For Immediate Release: April 23, 2015
Contact: Jonathan Gilad, Jewish Council for Public Affairs
JCPA Congratulates Loretta Lynch on her historic confirmation as Attorney General
Washington – The Jewish Council for Public Affairs congratulates Loretta Lynch on her historic confirmation as the nation’s first African-American female Attorney General. Lynch is replacing Eric Holder, who was the first African-American to hold the position. Loretta Lynch will be the nation’s second woman to be confirmed as Attorney General; Janet Reno, who served in the Clinton administration, was the first woman to serve as Attorney General. During her career as a US Attorney Loretta Lynch has proven herself to be a diligent pursuer of justice and equality under the law.
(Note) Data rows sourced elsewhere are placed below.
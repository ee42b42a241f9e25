pub mod line_protocol;
pub mod sender;

pub use line_protocol::{escape_tag, format_line};
pub use sender::{resolve_endpoint, ReportSender};
/// Decoding of the vendor's broadcast service data into sensor readings
use log::debug;

use crate::models::Reading;

// Broadcast protocol constants
pub const VENDOR_TAG: [u8; 2] = [0x95, 0xFE]; // Service UUID 0xFE95, little-endian
const FRAME_CONTROL_EXTENDED: u8 = 0x20; // Extra counter byte present before the payload
const PAYLOAD_OFFSET: usize = 13;
const MEASUREMENT_SENTINEL: u8 = 0x10;
const MIN_FRAME_LEN: usize = 6;

const TYPE_TEMPERATURE: u8 = 0x04;
const TYPE_HUMIDITY: u8 = 0x06;
const TYPE_BOTH: u8 = 0x0D;

/// Outcome of decoding one broadcast.
#[derive(Debug, Clone, Copy, PartialEq)]
pub enum Decoded {
    Temperature(f32),
    Humidity(f32),
    Both { temperature: f32, humidity: f32 },
    /// Not this vendor's format, or structurally invalid. Expected for most
    /// advertisements in a real radio environment.
    NotRecognized,
}

impl Decoded {
    /// Fold the decoded values into a reading, leaving untouched fields as they were.
    pub fn apply_to(self, reading: &mut Reading) {
        match self {
            Decoded::Temperature(t) => reading.temperature = Some(t),
            Decoded::Humidity(h) => reading.humidity = Some(h),
            Decoded::Both {
                temperature,
                humidity,
            } => {
                reading.temperature = Some(temperature);
                reading.humidity = Some(humidity);
            }
            Decoded::NotRecognized => {}
        }
    }
}

/// Decode the service data of one broadcast packet
///
/// Frame layout, starting with the 2-byte service tag:
/// - Bytes 0-1: Vendor tag (0x95 0xFE)
/// - Byte 2: Frame control; bit 0x20 inserts one extra byte before the payload
/// - Bytes 13.. (or 14..): Payload
///   - Measurement type (0x04 temperature, 0x06 humidity, 0x0D both)
///   - Sentinel 0x10
///   - Declared value length, must equal the remaining byte count
///   - Values: temperature i16 LE, humidity u16 LE, both scaled by 0.1
///
/// # Arguments
/// * `data` - Raw service data bytes, untrusted
///
/// # Returns
/// The decoded measurement, or `NotRecognized` for anything else
pub fn decode(data: &[u8]) -> Decoded {
    if data.len() < MIN_FRAME_LEN || data[..2] != VENDOR_TAG {
        return Decoded::NotRecognized;
    }

    let offset = if data[2] & FRAME_CONTROL_EXTENDED != 0 {
        PAYLOAD_OFFSET + 1
    } else {
        PAYLOAD_OFFSET
    };
    if data.len() < offset + 3 {
        return Decoded::NotRecognized;
    }

    let [kind, sentinel, declared, values @ ..] = &data[offset..] else {
        return Decoded::NotRecognized;
    };
    // Length field must describe exactly what follows, or the frame is cut/padded
    if *sentinel != MEASUREMENT_SENTINEL || values.len() != usize::from(*declared) {
        return Decoded::NotRecognized;
    }

    let decoded = match (*kind, values) {
        (TYPE_TEMPERATURE, &[lo, hi]) => Decoded::Temperature(temperature(lo, hi)),
        (TYPE_HUMIDITY, &[lo, hi]) => Decoded::Humidity(humidity(lo, hi)),
        (TYPE_BOTH, &[t_lo, t_hi, h_lo, h_hi]) => Decoded::Both {
            temperature: temperature(t_lo, t_hi),
            humidity: humidity(h_lo, h_hi),
        },
        _ => Decoded::NotRecognized,
    };

    if decoded != Decoded::NotRecognized {
        debug!("Decoded broadcast: {:?}", decoded);
    }
    decoded
}

fn temperature(lo: u8, hi: u8) -> f32 {
    i16::from_le_bytes([lo, hi]) as f32 / 10.0
}

fn humidity(lo: u8, hi: u8) -> f32 {
    u16::from_le_bytes([lo, hi]) as f32 / 10.0
}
“Beginning with her first high profile case prosecuting New York City police officers for the brutality against Abner Louima, Loretta Lynch has proven herself to be a steadfast pursuer of justice. As the first African-American woman to be confirmed as Attorney General, we are thrilled and eager to work with Loretta Lynch on important issues facing the Jewish and African-American communities. Her record as the U.S. Attorney for the Eastern District of New York for upholding justice and the public trust is beyond reproach,” said Susan W. Turnbull, JCPA Chair.
“We hope to continue building a strong positive relationship with the Justice Department on matters concerning the Jewish community. Loretta Lynch has been at the forefront of prosecuting terrorism and public corruption. She is an excellent choice to be our nation’s top law enforcement official,” said Rabbi Steve Gutow, JCPA President.
Since its inception, JCPA has closely monitored the federal courts and the degree to which their opinions were adequately protecting the Constitution and the Bill of Rights. In 2002, JCPA passed a resolution “Calling for Careful Consideration of Judicial Nominees by the Senate,” which read, “The Senate and its Judiciary Committee must assess each nominee’s qualifications for the job. The Senate should also consider a nominee’s experience, judicial temperament, judicial bias, writings and opinions, and public record on and off the bench…”
JCPA, the public affairs arm of the organized Jewish community, serves as the national coordinating and advisory body for the 17 national and 125 local agencies comprising the field of Jewish community relations.